How Do I Upgrade Relay Contact Ratings For My Chargers?

THE RELAYS USED in the standard alarms have contact voltage and current ratings that are adequate for most low-level signaling applications. Table 6a shows contact ratings for the most common alarms:

Table 6a: Relay contact ratings for most common alarms for several types of chargers
Table 6A Relay Contact Ratings

These ratings are usually high enough for signal-level remote annunciation, but you may need a higher rating – for example, to operate a local indicator light, or an external user-supplied contactor.

You can order auxiliary relays with higher contact ratings. Octal-based plug-in relays are available with contact ratings of 5.0 A at 120 Vac, and 0.5 A at 130 Vdc. Need higher ratings? Relays with ratings up to 10 A at 150 Vdc are available even if they’re not listed in your manufacturer’s catalog.


If you want to drive an external dc relay, using the standard on-board alarm relay (in the CASM, e.g.), you need to handle the inductive energy from the external relay coil when the CASM contact opens. The inductive “kick” caused by the external relay turning off causes arcing in the CASM relay contact, which at a minimum will shorten the relay’s life. In the extreme, it could weld the contacts together and the external relay would never de-energize.

Yes, there’s an app for that. The instructions for adding a freewheeling diode to handle the inductive energy are in HindlePower Application Note JD5011-00, available on the company’s web site.


Where does that “inductive kick” come from?

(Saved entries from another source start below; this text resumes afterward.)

//! Test doubles shared by the cascade and runner tests.

use image::DynamicImage;
use std::sync::Mutex;

use crate::ocr::{PageSegMode, TextRecognizer};

/// Recognizer backed by a closure. Remembers the size and mode of every call.
pub struct FakeRecognizer<F> {
    respond: F,
    calls: Mutex<Vec<(u32, u32, PageSegMode)>>,
}

impl<F> FakeRecognizer<F>
where
    F: Fn(&DynamicImage, PageSegMode) -> String + Send + Sync,
{
    pub fn new(respond: F) -> Self {
        Self {
            respond,
            calls: Mutex::new(Vec::new()),
        }
    }

    pub fn calls(&self) -> Vec<(u32, u32, PageSegMode)> {
        self.calls.lock().unwrap().clone()
    }
}

impl<F> TextRecognizer for FakeRecognizer<F>
where
    F: Fn(&DynamicImage, PageSegMode) -> String + Send + Sync,
{
    fn recognize(&self, image: &DynamicImage, mode: PageSegMode) -> String {
        self.calls
            .lock()
            .unwrap()
            .push((image.width(), image.height(), mode));
        (self.respond)(image, mode)
    }
}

When you first energize the external relay, current flows in the relay coil, and that sets up a magnetic field in the relay. It’s the magnetic field that does the work of pulling the relay contact closed. Magnetic fields, though, don’t go quietly into the night. When you want to release the relay contact, you need to interrupt the current in the coil, but the magnetic field sees things differently – it wants the coil current to continue. So it starts raising the circuit voltage to try to keep the current flowing. When the voltage gets high enough, it causes arcing in the CASM relay. The solution is to provide another path for the coil current, and that’s what JD5011-00 does.


William K. Bennett

Former VP/Chief Engineer

HindlePower, Inc.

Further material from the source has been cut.